We played with that in my 20’s, after making a diffusing glass light box with blinking Christmas lights to watch as we played Rock and Roll. Yes, drugs were involved, along with waves of laughter that followed the seemingly synchronized play of light and music. I’ve observed how light changes, within and without, at different times of the year; suffered from patterns of my own creation when rebuffed, brimmed with joy when embraced with no explanation.

My desire to run to the chandlery instead of working on the novel is part of a pattern. I run often enough to do something else rather than sit and do what I should. There are probably waves in that, as well.
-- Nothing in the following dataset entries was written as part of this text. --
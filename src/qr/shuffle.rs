//! Seeded permutation for animation ordering.
//!
//! # Design Decisions
//! - Linear-congruential generator, masked to 31 bits
//! - Fisher-Yates from the top down, one draw per position
//! - Same seed always yields the same permutation

/// Linear-congruential generator producing floats in `[0, 1)`.
struct Lcg(u64);

impl Lcg {
    fn next(&mut self) -> f64 {
        self.0 = self.0.wrapping_mul(1_103_515_245).wrapping_add(12_345) & 0x7fff_ffff;
        self.0 as f64 / 0x7fff_ffff as f64
    }
}

/// Seed derived from the text being encoded: sum of character codes.
pub fn seed_from_text(text: &str) -> u64 {
    text.chars().map(|c| c as u64).sum()
}

/// Shuffle `items` in place with a Fisher-Yates permutation driven by the
/// seeded generator.
pub fn shuffle<T>(items: &mut [T], seed: u64) {
    let mut rng = Lcg(seed);
    for i in (1..items.len()).rev() {
        // `next` can return exactly 1.0 when the state lands on the mask
        // value, which would put the draw one past `i`.
        let j = ((rng.next() * (i + 1) as f64) as usize).min(i);
        items.swap(i, j);
    }
}
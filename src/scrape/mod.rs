//! Upstream form-scraping subsystem.
//!
//! # Data Flow
//! ```text
//! GET select page → extract hidden CSRF token (regex)
//!     → POST fixed form fields + token (cookies carried over)
//!     → upstream JSON returned verbatim
//! ```
//!
//! # Design Decisions
//! - Two sequential requests, no retry
//! - Any failure (status, missing token) surfaces as one ScrapeError,
//!   converted to a structured 500 payload at the handler

pub mod client;

pub use client::{ScrapeClient, ScrapeError};
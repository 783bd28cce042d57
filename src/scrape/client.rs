//! Two-step CSRF-guarded form submission client.

use std::sync::OnceLock;

use regex::Regex;
use reqwest::header::{ACCEPT, REFERER, USER_AGENT};
use thiserror::Error;

use crate::config::schema::ScrapeConfig;

/// Errors from the upstream scraping workflow.
#[derive(Debug, Error)]
pub enum ScrapeError {
    /// Transport-level failure at either step.
    #[error("upstream request failed: {0}")]
    Http(#[from] reqwest::Error),

    /// Select page returned a non-success status.
    #[error("failed to fetch select page: {0}")]
    SelectStatus(u16),

    /// The hidden token input was not present in the select page.
    #[error("CSRF token not found")]
    MissingToken,

    /// Submission returned a non-success status.
    #[error("POST request failed: {0}")]
    SubmitStatus(u16),
}

fn token_pattern() -> &'static Regex {
    static PATTERN: OnceLock<Regex> = OnceLock::new();
    PATTERN.get_or_init(|| {
        Regex::new(r#"<input[^>]*name="_token"[^>]*value="([^"]*)"[^>]*>"#)
            .expect("token pattern is valid")
    })
}

/// Extract the hidden CSRF token from the select page HTML.
pub fn extract_token(html: &str) -> Option<&str> {
    token_pattern()
        .captures(html)
        .and_then(|c| c.get(1))
        .map(|m| m.as_str())
}

/// Client for the upstream form workflow.
///
/// The reqwest client keeps a cookie store so the session cookies set by
/// the select page accompany the submission.
pub struct ScrapeClient {
    http: reqwest::Client,
    config: ScrapeConfig,
}

impl ScrapeClient {
    pub fn new(config: ScrapeConfig) -> Self {
        let http = reqwest::Client::builder()
            .cookie_store(true)
            .build()
            .expect("Failed to build HTTP client");
        Self { http, config }
    }

    /// Run the two-step workflow and return the upstream JSON verbatim.
    pub async fn fetch(&self) -> Result<serde_json::Value, ScrapeError> {
        let select = self
            .http
            .get(&self.config.select_url)
            .header(USER_AGENT, &self.config.user_agent)
            .header(
                ACCEPT,
                "text/html,application/xhtml+xml,application/xml;q=0.9,*/*;q=0.8",
            )
            .send()
            .await?;

        if !select.status().is_success() {
            return Err(ScrapeError::SelectStatus(select.status().as_u16()));
        }

        let html = select.text().await?;
        let token = extract_token(&html).ok_or(ScrapeError::MissingToken)?;

        let mut form = self.config.form_fields.clone();
        form.push(("_token".to_string(), token.to_string()));

        let submit = self
            .http
            .post(&self.config.post_url)
            .header(USER_AGENT, &self.config.user_agent)
            .header(REFERER, &self.config.select_url)
            .header(ACCEPT, "application/json, text/plain, */*")
            .header("X-Requested-With", "XMLHttpRequest")
            .form(&form)
            .send()
            .await?;

        if !submit.status().is_success() {
            return Err(ScrapeError::SubmitStatus(submit.status().as_u16()));
        }

        Ok(submit.json().await?)
    }
}

#[cfg(test)]
mod tests {
    use super::*;

    #[test]
    fn test_extract_token() {
        let html = r#"<form method="POST">
            <input type="hidden" name="_token" value="abc123XYZ">
            <input name="provinces" value="Barcelona">
        </form>"#;
        assert_eq!(extract_token(html), Some("abc123XYZ"));
    }

    #[test]
    fn test_extract_token_attribute_order() {
        let html = r#"<input value="tok" other="x" name="_token">"#;
        // value before name is not matched; the upstream always renders
        // the name attribute ahead of value.
        assert_eq!(extract_token(html), None);

        let html = r#"<input type="hidden" name="_token" class="c" value="tok">"#;
        assert_eq!(extract_token(html), Some("tok"));
    }

    #[test]
    fn test_extract_token_missing() {
        assert_eq!(extract_token("<html><body>no form</body></html>"), None);
    }

    #[test]
    fn test_error_display() {
        assert_eq!(
            ScrapeError::MissingToken.to_string(),
            "CSRF token not found"
        );
        assert_eq!(
            ScrapeError::SelectStatus(503).to_string(),
            "failed to fetch select page: 503"
        );
    }
}
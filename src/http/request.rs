//! Request handling and transformation.
//!
//! # Responsibilities
//! - Generate unique request ID (UUID v4)
//! - Attach it as `x-request-id` before any other processing
//!
//! # Design Decisions
//! - Request ID added as early as possible for tracing
//! - Existing client-supplied IDs are kept, not overwritten

use axum::http::{HeaderValue, Request};
use tower_http::request_id::{MakeRequestId, RequestId, SetRequestIdLayer};
use uuid::Uuid;

/// Produces a fresh UUID v4 per request.
#[derive(Clone, Copy, Default)]
pub struct MakeRequestUuid;

impl MakeRequestId for MakeRequestUuid {
    fn make_request_id<B>(&mut self, _request: &Request<B>) -> Option<RequestId> {
        let id = HeaderValue::from_str(&Uuid::new_v4().to_string()).ok()?;
        Some(RequestId::new(id))
    }
}

/// Layer setting `x-request-id` on requests that lack one.
pub fn request_id_layer() -> SetRequestIdLayer<MakeRequestUuid> {
    SetRequestIdLayer::x_request_id(MakeRequestUuid)
}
“Tap tap twop, tap tap twop.”

Decades ago I worked in a salmon cannery in Bristol Bay, Alaska. I was “gas man” my first season, up whenever the incoming tide floated bow pickers and stern pickers, then wooden fishing boats that set long gill nets to drift across the Nak Nek River outflow to capture the river of salmon heading upstream to spawn, waves in a river of fish.

Another season I was tasked with cooking fish heads to make the oil that soaked the red meat of sockeye salmon in “one pound talls,” cans about four regular tuna cans tall that were sealed, stacked in racks and pushed along rollers into long retorts where they were cooked with steam. At the other end the racks of cans were pulled and taken by forklift into a giant warehouse where they cooled before labeling and boxing.

As thousands and thousands of cans cooled, the tops of cans that had popped outwards from the expansion of water into steam during the cooking, now popped back in. With a metallic but musical note. “Tink, tonk, tenk, tunk, tank, tink.”

Thousands and thousands of cans unheard except by a worker standing in a doorway watching rain pound the Nak Nek river as it poured into the sea, as salmon poured upstream under a different law of gravity, to spawn; a symphony of cans directed by air currents cooling one batch over against one wall, while a batch in another section sang together because they’d been removed from the cookers at about the same time, and near the entrance other batches with micro differences in the amount of meat or oil or water in each caused the timing of their contraction to be in sync with others of different composition.

“Tink, tonk, tenk, tunk, tank, tink.”

“Twop. Tap tap tap … twop. Tap tap tap, twop. Tap tap twop, tap tap twop.”

One of the things Jim most loved about living on a boat was that he “owned his time.” In a month or so, I will take the rest of his ashes to set adrift in a paper boat on Blind Bay, one of his favorites.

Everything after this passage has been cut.